# Kunisch Features from ResNet architectures 
## Seminario de Tesis I, Primavera 2022 
### MDS Program. University of Chile.
#### Supervisor: Prof. Benjamín Bustos, Prof. Iván Sipirán
#### Author: Iván Sipirán, modified by Matías Vergara


## Imports

In [3]:
import torch
import torch.nn as nn
import torch.nn.functional as F
import torchvision
import numpy as np
import matplotlib.pyplot as plt
from torchvision import datasets, models, transforms
import time
import os
import copy
import pandas as pd
import math
import random
import shutil

from torch.utils.data import Dataset
from PIL import Image

from torchvision.datasets import ImageFolder
from torch.utils.data import DataLoader
import numpy as np, scipy.io
import argparse
import json


ModuleNotFoundError: No module named 'torch'

## Mounting Google Drive

In [6]:
try:
    from google.colab import drive
    drive.mount('/content/drive')
    folder_path = 'drive/MyDrive/TesisMV/'
except:
    folder_path = './'

In [7]:
os.listdir(folder_path)

['.ipynb_checkpoints',
 'Feature extraction through ResNet.ipynb',
 'Full pipeline.ipynb',
 'Labels normalization.ipynb',
 'ResNet retraining.ipynb',
 'Split and augmentation.ipynb',
 'Testing multilabel algorithms.ipynb']

## Dataset loader

In [None]:
class PatternDataset(Dataset):
    def __init__(self, root_dir, transform=None, build_classification=False, name_cla='output.cla'):
        self.root_dir = root_dir
        self.transform = transform
        self.namefiles = []

        self.namefiles = sorted(os.listdir(self.root_dir))
        print(f'Files: {len(self.namefiles)}')
        
    
    def __len__(self):
        return len(self.namefiles)

    def __getitem__(self, index):
        if torch.is_tensor(index):
            index = index.tolist()
        
        img_name = os.path.join(self.root_dir, self.namefiles[index])
        image = Image.open(img_name).convert("RGB")
        
        if self.transform:
            image = self.transform(image)
            
        return self.namefiles[index], image

## Preparation

In [None]:
random.seed(30)
pathOriginals = folder_path + "patterns/originals"
pathSintetics = folder_path + "patterns/sintetics"

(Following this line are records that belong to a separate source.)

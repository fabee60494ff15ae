//! Deferred execution of the breaker's cooldown reset.

use parking_lot::Mutex;
use std::sync::Arc;
use std::thread;
use std::time::Duration;

/// A one-shot task run by a [`Scheduler`].
pub type Task = Box<dyn FnOnce() + Send + 'static>;

/// Runs a task once after a delay. Tasks are fire-and-forget: no handle is
/// returned and they cannot be cancelled.
pub trait Scheduler: Send + Sync + 'static {
    /// Runs `task` after `delay`.
    fn schedule(&self, delay: Duration, task: Task);
}

/// Spawns a detached thread per task.
#[derive(Debug, Clone, Copy, Default)]
pub struct ThreadScheduler;

impl Scheduler for ThreadScheduler {
    fn schedule(&self, delay: Duration, task: Task) {
        // The task moves into the thread only if spawning succeeds, so keep
        // it in a slot we can recover from on failure.
        let slot = Arc::new(Mutex::new(Some(task)));
        let thread_slot = Arc::clone(&slot);

        let spawned = thread::Builder::new()
            .name("thc-healer".to_string())
            .spawn(move || {
                thread::sleep(delay);
                let task = thread_slot.lock().take();
                if let Some(task) = task {
                    task();
                }
            });

        if let Err(e) = spawned {
            tracing::error!(error = %e, "Failed to spawn cooldown thread, running task now");
            let task = slot.lock().take();
            if let Some(task) = task {
                task();
            }
        }
    }
}

#[cfg(feature = "async")]
mod tokio_scheduler {
    use super::{Scheduler, Task};
    use std::time::Duration;
    use tokio::runtime::Handle;

    /// Spawns each task on a Tokio runtime.
    #[cfg_attr(docsrs, doc(cfg(feature = "async")))]
    #[derive(Debug, Clone)]
    pub struct TokioScheduler {
        handle: Handle,
    }

    impl TokioScheduler {
        /// Uses the given runtime.
        pub fn new(handle: Handle) -> Self {
            Self { handle }
        }

        /// Uses the runtime of the calling context, if any.
        pub fn try_current() -> Option<Self> {
            Handle::try_current().ok().map(Self::new)
        }
    }

    impl Scheduler for TokioScheduler {
        fn schedule(&self, delay: Duration, task: Task) {
            self.handle.spawn(async move {
                tokio::time::sleep(delay).await;
                task();
            });
        }
    }
}

#[cfg(feature = "async")]
pub use self::tokio_scheduler::TokioScheduler;

#[cfg(test)]
mod tests {
    use super::*;
    use std::sync::atomic::{AtomicBool, Ordering};
    use std::time::Instant;

    #[test]
    fn thread_scheduler_runs_after_delay() {
        let ran = Arc::new(AtomicBool::new(false));
        let flag = Arc::clone(&ran);
        let start = Instant::now();

        ThreadScheduler.schedule(
            Duration::from_millis(20),
            Box::new(move || flag.store(true, Ordering::SeqCst)),
        );

        assert!(!ran.load(Ordering::SeqCst));
        while !ran.load(Ordering::SeqCst) {
            assert!(start.elapsed() < Duration::from_secs(5));
            thread::sleep(Duration::from_millis(5));
        }
        assert!(start.elapsed() >= Duration::from_millis(20));
    }
}
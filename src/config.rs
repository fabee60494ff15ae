//! Configuration for timed clients.

use std::sync::Arc;
use std::time::Duration;

use once_cell::sync::OnceCell;

use crate::client::{ClientInner, TimedClient};
use crate::hook::HookRegistry;
use crate::metrics::{MetricSink, NullMetricSink, DEFAULT_NAME};
use crate::policy::{DefaultPolicy, FailurePolicy};
use crate::schedule::{Scheduler, ThreadScheduler};
use crate::state::BreakerState;
use crate::transport::{HyperTransport, Transport};

/// Default lifespan of the out-of-service state.
pub const DEFAULT_HEALING_TIME: Duration = Duration::from_secs(10);

/// Builder for creating clients with custom configurations.
pub struct ClientBuilder {
    transport: Arc<dyn Transport>,
    name: String,
    max_errors: u32,
    healing_time: Duration,
    policy: Arc<dyn FailurePolicy>,
    metric_sink: Arc<dyn MetricSink>,
    hook_registry: Arc<HookRegistry>,
    scheduler: Arc<dyn Scheduler>,
}

impl Default for ClientBuilder {
    fn default() -> Self {
        Self::new()
    }
}

impl ClientBuilder {
    /// Creates a new builder with default settings.
    pub fn new() -> Self {
        Self {
            transport: Arc::new(HyperTransport::new()),
            name: DEFAULT_NAME.to_string(),
            max_errors: 0,
            healing_time: DEFAULT_HEALING_TIME,
            policy: Arc::new(DefaultPolicy),
            metric_sink: Arc::new(NullMetricSink),
            hook_registry: Arc::new(HookRegistry::new()),
            scheduler: Arc::new(ThreadScheduler),
        }
    }

    /// Sets the transport performing the requests.
    pub fn transport<T: Transport>(mut self, transport: T) -> Self {
        self.transport = Arc::new(transport);
        self
    }

    /// Sets a transport shared with other clients.
    pub fn shared_transport(mut self, transport: Arc<dyn Transport>) -> Self {
        self.transport = transport;
        self
    }

    /// Sets the prefix of the published metric names. An empty name keeps
    /// the default, `thc`.
    pub fn name(mut self, name: impl Into<String>) -> Self {
        let name = name.into();
        if !name.is_empty() {
            self.name = name;
        }
        self
    }

    /// Sets the number of consecutive failures after which the client goes
    /// out of service. Zero disables the breaker.
    pub fn max_errors(mut self, count: u32) -> Self {
        self.max_errors = count;
        self
    }

    /// Sets how long the client stays out of service. Zero keeps the
    /// default of 10 seconds.
    pub fn healing_time(mut self, duration: Duration) -> Self {
        if !duration.is_zero() {
            self.healing_time = duration;
        }
        self
    }

    /// Sets the policy deciding which outcomes are failures.
    pub fn policy<P: FailurePolicy>(mut self, policy: P) -> Self {
        self.policy = Arc::new(policy);
        self
    }

    /// Sets a metric sink for the client.
    pub fn metric_sink<M: MetricSink>(mut self, sink: M) -> Self {
        self.metric_sink = Arc::new(sink);
        self
    }

    /// Sets a hook registry for the client.
    pub fn hooks(mut self, hooks: HookRegistry) -> Self {
        self.hook_registry = Arc::new(hooks);
        self
    }

    /// Sets the scheduler running the delayed return to service.
    pub fn scheduler<S: Scheduler>(mut self, scheduler: S) -> Self {
        self.scheduler = Arc::new(scheduler);
        self
    }

    /// Builds a new client with the configured settings.
    pub fn build(self) -> TimedClient {
        TimedClient::from_inner(ClientInner {
            name: self.name,
            transport: self.transport,
            policy: self.policy,
            breaker: BreakerState::new(self.max_errors),
            healing_time: self.healing_time,
            metrics: OnceCell::new(),
            metric_sink: self.metric_sink,
            hooks: self.hook_registry,
            scheduler: self.scheduler,
        })
    }
}
//! Rolling-window counters backing the published metrics.
//!
//! Both counters split their window into a fixed number of buckets. Buckets
//! whose start lies before `now - window` are dropped lazily, on the next
//! write or read, so there is no background sweeper.

use parking_lot::Mutex;
use smallvec::SmallVec;
use std::time::{Duration, Instant};

/// Number of buckets a window is split into.
const RESOLUTION: u32 = 20;

/// Trait for any value that can be exposed to a [`MetricSink`](crate::MetricSink).
pub trait Metric: Send + Sync + 'static {
    /// Returns the current value of the metric.
    fn value(&self) -> f64;
}

#[derive(Debug, Clone, Copy)]
struct Bucket {
    start: Instant,
    sum: i64,
    hits: i64,
}

type Buckets = SmallVec<[Bucket; 24]>;

#[derive(Debug)]
struct Window {
    buckets: Mutex<Buckets>,
    window_size: Duration,
    bucket_size: Duration,
}

impl Window {
    fn new(window_size: Duration) -> Self {
        let bucket_size = (window_size / RESOLUTION).max(Duration::from_nanos(1));
        Self {
            buckets: Mutex::new(SmallVec::new()),
            window_size,
            bucket_size,
        }
    }

    fn record(&self, value: i64) {
        let now = Instant::now();
        let mut buckets = self.buckets.lock();
        self.evict(&mut buckets, now);

        if let Some(bucket) = buckets.last_mut() {
            if now.duration_since(bucket.start) < self.bucket_size {
                bucket.sum = bucket.sum.saturating_add(value);
                bucket.hits += 1;
                return;
            }
        }

        buckets.push(Bucket {
            start: now,
            sum: value,
            hits: 1,
        });
    }

    /// Returns `(sum, hits)` over the live window.
    fn totals(&self) -> (i64, i64) {
        let mut buckets = self.buckets.lock();
        self.evict(&mut buckets, Instant::now());

        buckets.iter().fold((0i64, 0i64), |(sum, hits), b| {
            (sum.saturating_add(b.sum), hits + b.hits)
        })
    }

    fn evict(&self, buckets: &mut Buckets, now: Instant) {
        let Some(cutoff) = now.checked_sub(self.window_size) else {
            return;
        };

        let stale = buckets.iter().take_while(|b| b.start < cutoff).count();
        if stale > 0 {
            buckets.drain(..stale);
        }
    }
}

/// Averages the samples recorded within a trailing window.
///
/// Latency metrics use this with a one minute window and nanosecond samples.
#[derive(Debug)]
pub struct AvgRateCounter {
    window: Window,
}

impl AvgRateCounter {
    /// Creates a counter averaging over `window`.
    pub fn new(window: Duration) -> Self {
        Self {
            window: Window::new(window),
        }
    }

    /// Records one sample.
    pub fn incr(&self, value: i64) {
        self.window.record(value);
    }

    /// Average of the samples in the window, or 0 if there are none.
    pub fn average(&self) -> f64 {
        let (sum, hits) = self.window.totals();
        if hits == 0 {
            return 0.0;
        }

        sum as f64 / hits as f64
    }

    /// Number of samples in the window.
    pub fn hits(&self) -> i64 {
        self.window.totals().1
    }

    /// Length of the trailing window.
    pub fn window(&self) -> Duration {
        self.window.window_size
    }
}

impl Metric for AvgRateCounter {
    fn value(&self) -> f64 {
        self.average()
    }
}

/// Counts events within a trailing window.
#[derive(Debug)]
pub struct RateCounter {
    window: Window,
}

impl RateCounter {
    /// Creates a counter over `window`.
    pub fn new(window: Duration) -> Self {
        Self {
            window: Window::new(window),
        }
    }

    /// Adds `n` events.
    pub fn incr(&self, n: i64) {
        self.window.record(n);
    }

    /// Sum of the events in the window.
    pub fn rate(&self) -> i64 {
        self.window.totals().0
    }

    /// Length of the trailing window.
    pub fn window(&self) -> Duration {
        self.window.window_size
    }
}

impl Metric for RateCounter {
    fn value(&self) -> f64 {
        self.rate() as f64
    }
}
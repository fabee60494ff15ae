//! # timed-http-client
//!
//! A thin wrapper around an HTTP transport which provides latency metrics
//! and a circuit breaker.
//!
//! ## Metrics
//!
//! Every request is traced through its connection lifecycle. Average times
//! for DNS lookups, TCP connections, TLS handshakes, getting a connection,
//! writing the request and receiving the first response byte are kept over
//! a one minute window, in nanoseconds, and published to a [`MetricSink`]
//! as `<name>-dns-lookup`, `<name>-tcp-connection`, `<name>-tls-handshake`,
//! `<name>-get-connection`, `<name>-write-request` and `<name>-get-response`.
//! The last three are measured from the same starting point, so for any
//! request `get-connection <= write-request <= get-response`.
//!
//! ## Circuit breaker
//!
//! After a defined number of consecutive failures the client switches to an
//! *out of service* state. In this state it stops sending requests and
//! returns [`Error::OutOfService`] instead. It is up to the application to
//! decide what to do in that case. After the healing time the service is
//! restored and the client resumes normally. Each switch is counted in
//! `<name>-outofservice`, per hour.
//!
//! ## Basic Usage
//!
//! ```rust,no_run
//! use std::time::Duration;
//! use timed_http_client::{Error, TimedClient, VarSet};
//!
//! let vars = VarSet::new();
//! let client = TimedClient::builder()
//!     .name("example")
//!     .max_errors(10)
//!     .healing_time(Duration::from_secs(20))
//!     .metric_sink(vars.clone())
//!     .build();
//! client.publish_metrics();
//!
//! loop {
//!     match client.get("http://127.0.0.1:8080/") {
//!         // Down for 20 seconds.
//!         Err(Error::OutOfService) => break,
//!         // Still under 10 consecutive errors.
//!         Err(_) => continue,
//!         Ok(response) => println!("{}", response.status()),
//!     }
//! }
//!
//! println!("{:?}", vars.value("example-get-response"));
//! ```
//!
//! ## Transports
//!
//! The default [`HyperTransport`] speaks HTTP/1.1 through hyper, over plain
//! TCP or rustls, and keeps idle connections for reuse. A request on a
//! reused connection records no DNS, TCP or TLS sample. Any other client
//! can be plugged in by implementing [`Transport`] and firing the
//! [`ClientTrace`] events found in the request's extensions.
//!
//! ## Features
//!
//! - `async` - [`TokioScheduler`] for running the return to service on a
//!   Tokio runtime
//! - `prometheus` - [`PrometheusSink`] publishing into a `prometheus-client`
//!   registry

#![forbid(unsafe_code)]
#![deny(missing_docs)]
#![cfg_attr(docsrs, feature(doc_cfg))]

mod client;
mod config;
mod connect;
mod counter;
mod error;
mod hook;
mod metrics;
mod policy;
pub mod prelude;
mod schedule;
mod state;
mod trace;
mod transport;

// Re-exports
pub use client::TimedClient;
pub use config::{ClientBuilder, DEFAULT_HEALING_TIME};
pub use counter::{AvgRateCounter, Metric, RateCounter};
pub use error::{ClientResult, Error, TransportError};
pub use hook::HookRegistry;
pub use metrics::{
    MetricSink, Metrics, MetricsSnapshot, NullMetricSink, VarSet, DEFAULT_NAME, METRIC_SUFFIXES,
};
pub use policy::{DefaultPolicy, FailurePolicy, IgnoreTimeoutsPolicy};
pub use schedule::{Scheduler, Task, ThreadScheduler};
pub use state::{BreakerState, State};
pub use trace::ClientTrace;
pub use transport::{Body, HyperTransport, Transport};

#[cfg(feature = "prometheus")]
pub use metrics::PrometheusSink;
#[cfg(feature = "async")]
pub use schedule::TokioScheduler;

train_df = pd.read_json(folder_path + "labels/augmented_train_df.json", orient='index')
val_df = pd.read_json(folder_path + "labels/val_df.json", orient='index')
test_df = pd.read_json(folder_path + "labels/test_df.json", orient='index')
train_pts = train_df.index.values
val_pts = val_df.index.values
test_pts = test_df.index.values

#Copiar archivos de train
for elem in train_pts:
  if len(elem.split("_")) > 1: # si los patterns tienen apellido, buscar en sintetics
    shutil.copy(os.path.join(pathSintetics,elem,elem+'.png'), 
                os.path.join(folder_path + "temp/train"))
  else:
    shutil.copy(os.path.join(pathOriginals,elem,elem+'.png'), 
          os.path.join(folder_path + "temp/train"))


#Copiar archivos de val
for elem in val_pts:
  shutil.copy(os.path.join(pathOriginals,elem,elem+'.png'), 
        os.path.join(folder_path + "temp/val"))
  
#Copiar archivos de test
for elem in test_pts:
  shutil.copy(os.path.join(pathOriginals,elem,elem+'.png'), 
        os.path.join(folder_path + "temp/test"))


## Extraction

In [None]:
def imshow(inp, title = None):
    inp = inp.numpy().transpose((1, 2, 0))
    mean = np.array([0.485, 0.456, 0.406])
    std = np.array([0.229, 0.224, 0.225])
    inp = std * inp + mean
    inp = np.clip(inp, 0, 1)

    plt.imshow(inp)
    plt.show()

def get_vector(model,layer, dim_embedding, x):

  my_embedding = torch.zeros(dim_embedding)

  def copy_data(m,i,o):
    my_embedding.copy_(o.data.squeeze())

  h = layer.register_forward_hook(copy_data)
  model(x)
  h.remove()

  return my_embedding

data_path = folder_path + "temp"
model_path = folder_path + "/models/resnet18_8158.pth"
output_train = folder_path + "/features/augmented_train_df.json"
output_val = folder_path + "/features/val_df.json"
output_test = folder_path + "/features/test_df.json"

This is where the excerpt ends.